Spain Approves Gay Marriage Despite Church Anger

Madrid, Spain - Spain's parliament gave initial approval to a law legalizing gay marriage on Thursday in a move likely to rekindle conflict with a Catholic Church that has just elected a new conservative pope.

A packed public gallery erupted in cheers and applause as the speaker announced approval of the Socialist government's proposal, making Spain the third European country to legalize gay marriage.

"It's unfair to be a second-class citizen because of love," Socialist legislator Carmen Monton said. "Spain joins the vanguard of those defending full equality for gays and lesbians."

The proposal, part of a raft of liberal social legislation by the government, has outraged Spain's Catholic church and is unlikely to please Pope Benedict XVI, elected on Tuesday.

The Pope, formerly the Vatican's top doctrinal guardian, has said same-sex unions are destroying the concept of marriage and eroding Europe's social identity.

The bill, passed by 183-136, still needs Senate approval and a final reading in the lower house, but it is widely expected to become law.

However, Spain's top judicial authority has said in a non-binding ruling that gay marriage is unconstitutional, which could encourage a legal challenge.

Only the conservative opposition Popular Party and a Christian democrat party from Catalonia opposed the bill.

Popular Party spokesman Eduardo Zaplana said his party favored equal rights and gay unions for homosexuals. "But it's quite another thing that an ancient institution like marriage, that is fundamental for the organization of society, has to be exactly the same (for homosexuals)," he said.


Dozens of activists gathered outside congress to celebrate.

"It's an indescribable emotion," Antonio Poveda, an activist for gay rights group Lambda, said. "I'm going to get married for the sake of activism, for love, and for a question of dignity."

Spain's bishops said in a statement after the vote that legalising gay marriage was "damaging to the common good" and threatened social order.

Gaspar Llamazares, leader of the small United Left coalition, said it was a boon for Spain.

"This is ... an important advance in what we might call the laicism of our country," he told Reuters.

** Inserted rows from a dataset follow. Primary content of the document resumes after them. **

// Copyright (c) 2024-present, fjall-rs
// This source code is licensed under both the Apache 2.0 and MIT License
// (found in the LICENSE-* files in the repository)

//! Sorted, immutable on-disk dictionaries
//!
//! A string table is a section of a file holding unique strings (or blobs) in
//! sorted order, with leading bytes shared between neighbors elided. Every
//! 16th entry is stored uncompressed, so materializing an entry re-reads a
//! bounded number of predecessor rows. A small cache keeps the most recently
//! materialized entries alive across lookups.
//!
//! Section layout (all integers little-endian, starting at `start`):
//!
//! ```text
//! u32 count | u32 size | u8 offset_width | u8 length_width | u8 prefix_width | u8 flags
//! count rows of { offset, suffix_len, shared_prefix_len } at the given widths
//! concatenated suffix payload
//! ```
//!
//! `flags` bit 0 marks a binary (blob) table; `prefix_width` may be 0 when no
//! entry shares a prefix with its predecessor.

use crate::{
    binary_search::partition_point_fallible,
    coding::DecodeError,
    dtype::BlobComparator,
    file::read_blob_at,
    Blob, IStr,
};
use byteorder::{LittleEndian, ReadBytesExt, WriteBytesExt};
use std::{cell::RefCell, cmp::Ordering, fs::File, io::Write, sync::Arc};

/// Entries returned by `get` stay materialized for at least this many
/// subsequent `get` calls.
pub const ST_LRU: usize = 16;

const RESTART_INTERVAL: usize = 16;
const HEADER_LEN: usize = 14;
const FLAG_BINARY: u8 = 1;

struct Row {
    offset: usize,
    suffix_len: usize,
    prefix_len: usize,
}

struct Lru {
    entries: Vec<(usize, Blob)>,
    next: usize,
}

impl Lru {
    fn get(&self, index: usize) -> Option<Blob> {
        self.entries
            .iter()
            .find(|(i, _)| *i == index)
            .map(|(_, blob)| blob.clone())
    }

    fn put(&mut self, index: usize, blob: Blob) {
        if self.entries.len() < ST_LRU {
            self.entries.push((index, blob));
        } else {
            #[allow(clippy::indexing_slicing)]
            {
                self.entries[self.next] = (index, blob);
            }
            self.next = (self.next + 1) % ST_LRU;
        }
    }

    fn clear(&mut self) {
        self.entries.clear();
        self.next = 0;
    }
}

/// Read handle for a string table section of a file
pub struct StringTable {
    file: Arc<File>,
    start: u64,
    count: usize,
    size: usize,
    offset_width: u8,
    length_width: u8,
    prefix_width: u8,
    binary: bool,
    lru: RefCell<Lru>,
}

impl StringTable {
    /// Opens the table section starting at `start`.
    pub fn init(file: Arc<File>, start: u64) -> crate::Result<Self> {
        let header = read_blob_at(&file, start, HEADER_LEN)?;
        let mut reader = &header[..];

        let count = reader.read_u32::<LittleEndian>()? as usize;
        let size = reader.read_u32::<LittleEndian>()? as usize;
        let offset_width = reader.read_u8()?;
        let length_width = reader.read_u8()?;
        let prefix_width = reader.read_u8()?;
        let flags = reader.read_u8()?;

        if !(1..=4).contains(&offset_width)
            || !(1..=4).contains(&length_width)
            || prefix_width > 4
        {
            return Err(DecodeError::InvalidHeader("string table widths out of range").into());
        }

        Ok(Self {
            file,
            start,
            count,
            size,
            offset_width,
            length_width,
            prefix_width,
            binary: flags & FLAG_BINARY != 0,
            lru: RefCell::new(Lru {
                entries: Vec::with_capacity(ST_LRU),
                next: 0,
            }),
        })
    }

    /// Number of entries.
    #[must_use]
    pub fn len(&self) -> usize {
        self.count
    }

    #[must_use]
    pub fn is_empty(&self) -> bool {
        self.count == 0
    }

    /// Total byte size of the table section, including its header.
    #[must_use]
    pub fn byte_size(&self) -> usize {
        self.size
    }

    /// Whether this is a blob table rather than a string table.
    #[must_use]
    pub fn is_binary(&self) -> bool {
        self.binary
    }

    fn row_len(&self) -> usize {
        usize::from(self.offset_width) + usize::from(self.length_width) + usize::from(self.prefix_width)
    }

    fn payload_start(&self) -> u64 {
        self.start + (HEADER_LEN + self.count * self.row_len()) as u64
    }

    #[allow(clippy::indexing_slicing)]
    fn row(&self, index: usize) -> crate::Result<Row> {
        let pos = self.start + (HEADER_LEN + index * self.row_len()) as u64;
        let bytes = read_blob_at(&self.file, pos, self.row_len())?;

        let ow = usize::from(self.offset_width);
        let lw = usize::from(self.length_width);
        let pw = usize::from(self.prefix_width);

        Ok(Row {
            offset: read_uint(&bytes[..ow]),
            suffix_len: read_uint(&bytes[ow..ow + lw]),
            prefix_len: read_uint(&bytes[ow + lw..ow + lw + pw]),
        })
    }

    /// Materializes entry `index`.
    ///
    /// # Panics
    ///
    /// Panics if `index` is out of range.
    pub fn get(&self, index: usize) -> crate::Result<Blob> {
        assert!(index < self.count, "string table index out of range");

        if let Some(hit) = self.lru.borrow().get(index) {
            return Ok(hit);
        }

        let row = self.row(index)?;
        let suffix = read_blob_at(
            &self.file,
            self.payload_start() + row.offset as u64,
            row.suffix_len,
        )?;

        let entry = if row.prefix_len == 0 {
            suffix
        } else {
            // bounded by the restart interval
            let prev = self.get(index - 1)?;
            debug_assert!(row.prefix_len <= prev.len());

            let mut bytes = Vec::with_capacity(row.prefix_len + suffix.len());
            bytes.extend_from_slice(&prev[..row.prefix_len.min(prev.len())]);
            bytes.extend_from_slice(&suffix);
            Blob::from(bytes)
        };

        self.lru.borrow_mut().put(index, entry.clone());
        Ok(entry)
    }

    /// Materializes entry `index` of a non-binary table as a string.
    pub fn get_string(&self, index: usize) -> crate::Result<IStr> {
        let blob = self.get(index)?;
        let s = std::str::from_utf8(&blob).map_err(DecodeError::Utf8)?;
        Ok(IStr::new(s))
    }

    /// Binary search; returns the entry index holding `key`.
    ///
    /// The comparator must match the one the table was created under.
    /// Invalidates the `get` cache.
    pub fn locate(
        &self,
        key: &[u8],
        cmp: Option<&dyn BlobComparator>,
    ) -> crate::Result<Option<usize>> {
        self.lru.borrow_mut().clear();

        let compare = |probe: &Blob| match cmp {
            Some(cmp) => cmp.compare(probe, key),
            None => probe.as_ref().cmp(key),
        };

        let index = partition_point_fallible(self.count, |mid| {
            Ok::<_, crate::Error>(compare(&self.get(mid)?) == Ordering::Less)
        })?;

        if index < self.count && compare(&self.get(index)?) == Ordering::Equal {
            Ok(Some(index))
        } else {
            Ok(None)
        }
    }

    /// [`StringTable::locate`] for string keys.
    pub fn locate_str(&self, key: &str) -> crate::Result<Option<usize>> {
        self.locate(key.as_bytes(), None)
    }

    /// Serializes a table over pre-sorted blobs; returns the section size.
    pub fn create<W: Write>(writer: &mut W, items: &[Blob], binary: bool) -> crate::Result<usize> {
        let mut rows = Vec::with_capacity(items.len());
        let mut payload_len = 0_usize;
        let mut max_prefix = 0_usize;
        let mut max_suffix = 0_usize;

        for (i, item) in items.iter().enumerate() {
            let prefix_len = match i.checked_sub(1).filter(|_| i % RESTART_INTERVAL != 0) {
                Some(prev) => items.get(prev).map_or(0, |p| shared_prefix(p, item)),
                None => 0,
            };

            let suffix_len = item.len() - prefix_len;

            rows.push(Row {
                offset: payload_len,
                suffix_len,
                prefix_len,
            });

            payload_len += suffix_len;
            max_prefix = max_prefix.max(prefix_len);
            max_suffix = max_suffix.max(suffix_len);
        }

        let offset_width = width_for(payload_len);
        let length_width = width_for(max_suffix);
        let prefix_width = if max_prefix == 0 { 0 } else { width_for(max_prefix) };

        let row_len = usize::from(offset_width) + usize::from(length_width) + usize::from(prefix_width);
        let size = HEADER_LEN + items.len() * row_len + payload_len;

        #[allow(clippy::cast_possible_truncation)]
        {
            writer.write_u32::<LittleEndian>(items.len() as u32)?;
            writer.write_u32::<LittleEndian>(size as u32)?;
        }
        writer.write_u8(offset_width)?;
        writer.write_u8(length_width)?;
        writer.write_u8(prefix_width)?;
        writer.write_u8(if binary { FLAG_BINARY } else { 0 })?;
        writer.write_all(&[0, 0])?;

        for row in &rows {
            write_uint(writer, row.offset, offset_width)?;
            write_uint(writer, row.suffix_len, length_width)?;
            write_uint(writer, row.prefix_len, prefix_width)?;
        }

        for (item, row) in items.iter().zip(&rows) {
            #[allow(clippy::indexing_slicing)]
            writer.write_all(&item[row.prefix_len..])?;
        }

        log::trace!(
            "wrote string table: {} entries, {} payload bytes, widths {}/{}/{}",
            items.len(),
            payload_len,
            offset_width,
            length_width,
            prefix_width,
        );

        Ok(size)
    }

    /// Serializes a non-binary table over pre-sorted strings.
    pub fn create_strings<W: Write>(writer: &mut W, items: &[IStr]) -> crate::Result<usize> {
        let blobs = items
            .iter()
            .map(|s| Blob::from(s.as_str()))
            .collect::<Vec<_>>();
        Self::create(writer, &blobs, false)
    }
}

fn shared_prefix(a: &[u8], b: &[u8]) -> usize {
    a.iter().zip(b).take_while(|(x, y)| x == y).count()
}

fn width_for(value: usize) -> u8 {
    match value {
        0..=0xFF => 1,
        0x100..=0xFFFF => 2,
        0x1_0000..=0xFF_FFFF => 3,
        _ => 4,
    }
}

fn read_uint(bytes: &[u8]) -> usize {
    let mut value = 0_usize;
    for (i, byte) in bytes.iter().enumerate() {
        value |= usize::from(*byte) << (8 * i);
    }
    value
}

#[allow(clippy::cast_possible_truncation, clippy::indexing_slicing)]
fn write_uint<W: Write>(writer: &mut W, value: usize, width: u8) -> std::io::Result<()> {
    let bytes = (value as u32).to_le_bytes();
    writer.write_all(&bytes[..usize::from(width)])
}

#[cfg(test)]
mod tests {
    use super::*;
    use test_log::test;

    fn write_table(items: &[Blob], binary: bool) -> crate::Result<(tempfile::TempDir, Arc<File>)> {
        let dir = tempfile::tempdir()?;
        let path = dir.path().join("strings");

        let mut bytes = vec![];
        StringTable::create(&mut bytes, items, binary)?;
        std::fs::write(&path, &bytes)?;

        Ok((dir, Arc::new(File::open(path)?)))
    }

    #[test]
    fn string_table_round_trip() -> crate::Result<()> {
        let items = [
            Blob::from(*b"customer"),
            Blob::from(*b"customer_id"),
            Blob::from(*b"customer_name"),
            Blob::from(*b"order"),
            Blob::from(*b"order_id"),
        ];

        let (_dir, file) = write_table(&items, true)?;
        let table = StringTable::init(file, 0)?;

        assert_eq!(items.len(), table.len());
        assert!(table.is_binary());

        for (i, item) in items.iter().enumerate() {
            assert_eq!(*item, table.get(i)?, "entry {i}");
        }

        Ok(())
    }

    #[test]
    fn string_table_prefix_compression_shares_bytes() -> crate::Result<()> {
        let clustered = (0..64)
            .map(|i| Blob::from(format!("common/prefix/key{i:04}")))
            .collect::<Vec<_>>();

        let mut compressed = vec![];
        StringTable::create(&mut compressed, &clustered, true)?;

        let raw_len: usize = clustered.iter().map(|b| b.len()).sum();
        assert!(
            compressed.len() < raw_len,
            "{} bytes written, {raw_len} raw",
            compressed.len(),
        );

        Ok(())
    }

    #[test]
    fn string_table_locate() -> crate::Result<()> {
        let items = (0..100)
            .map(|i| Blob::from(format!("key{i:03}")))
            .collect::<Vec<_>>();

        let (_dir, file) = write_table(&items, true)?;
        let table = StringTable::init(file, 0)?;

        for (i, item) in items.iter().enumerate() {
            assert_eq!(Some(i), table.locate(item, None)?);
        }

        assert_eq!(None, table.locate(b"key0005", None)?);
        assert_eq!(None, table.locate(b"zzz", None)?);

        Ok(())
    }

    #[test]
    fn string_table_locate_agrees_with_get() -> crate::Result<()> {
        let items = [
            Blob::from(*b"aa"),
            Blob::from(*b"ab"),
            Blob::from(*b"b"),
        ];

        let (_dir, file) = write_table(&items, true)?;
        let table = StringTable::init(file, 0)?;

        let located = table.locate(b"ab", None)?.unwrap();
        assert_eq!(Blob::from(*b"ab"), table.get(located)?);

        Ok(())
    }

    #[test]
    fn string_table_strings() -> crate::Result<()> {
        let items = [IStr::new("alpha"), IStr::new("beta"), IStr::new("gamma")];

        let dir = tempfile::tempdir()?;
        let path = dir.path().join("strings");

        let mut bytes = vec![];
        StringTable::create_strings(&mut bytes, &items)?;
        std::fs::write(&path, &bytes)?;

        let table = StringTable::init(Arc::new(File::open(path)?), 0)?;
        assert!(!table.is_binary());
        assert_eq!(IStr::new("beta"), table.get_string(1)?);
        assert_eq!(Some(2), table.locate_str("gamma")?);

        Ok(())
    }

    #[test]
    fn string_table_at_offset() -> crate::Result<()> {
        let items = [Blob::from(*b"x"), Blob::from(*b"y")];

        let dir = tempfile::tempdir()?;
        let path = dir.path().join("strings");

        let mut bytes = b"leading junk".to_vec();
        let start = bytes.len() as u64;
        StringTable::create(&mut bytes, &items, true)?;
        std::fs::write(&path, &bytes)?;

        let table = StringTable::init(Arc::new(File::open(path)?), start)?;
        assert_eq!(Blob::from(*b"y"), table.get(1)?);

        Ok(())
    }

    #[test]
    fn string_table_empty() -> crate::Result<()> {
        let (_dir, file) = write_table(&[], true)?;
        let table = StringTable::init(file, 0)?;

        assert!(table.is_empty());
        assert_eq!(None, table.locate(b"anything", None)?);

        Ok(())
    }
}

The bill gives same-sex unions the same status as heterosexual ones, including inheritance rights, pensions and the adoption of children.

By a crushing margin, the lower house also approved a bill making divorce quicker and easier and allowing divorced parents to share children's custody.

Senior churchmen have criticized Prime Minister Jose Luis Rodriguez Zapatero's liberal agenda, which also includes easing abortion restrictions and permitting stem cell research, but the moves are popular among young Spaniards, fewer than a fifth of whom are practising Catholics.

Zapatero, who insists relations with the church are good, said on Thursday he would respect Pope Benedict's views.

"If the new pope says something, I'm prepared to respect what he says," he told a news conference.

During the 1939 to 1975 Catholic dictatorship of Francisco Franco divorce, homosexuality and abortion were illegal. But since Franco's death the country has adopted some of the most liberal views in Europe and a survey last year showed 70 percent of the country supported gay marriage.

Former Pope John Paul warned Spanish bishops in January that an increasingly secular-minded Spain was moving toward "restriction of religious freedom and even promoting disdain or ignorance of religion."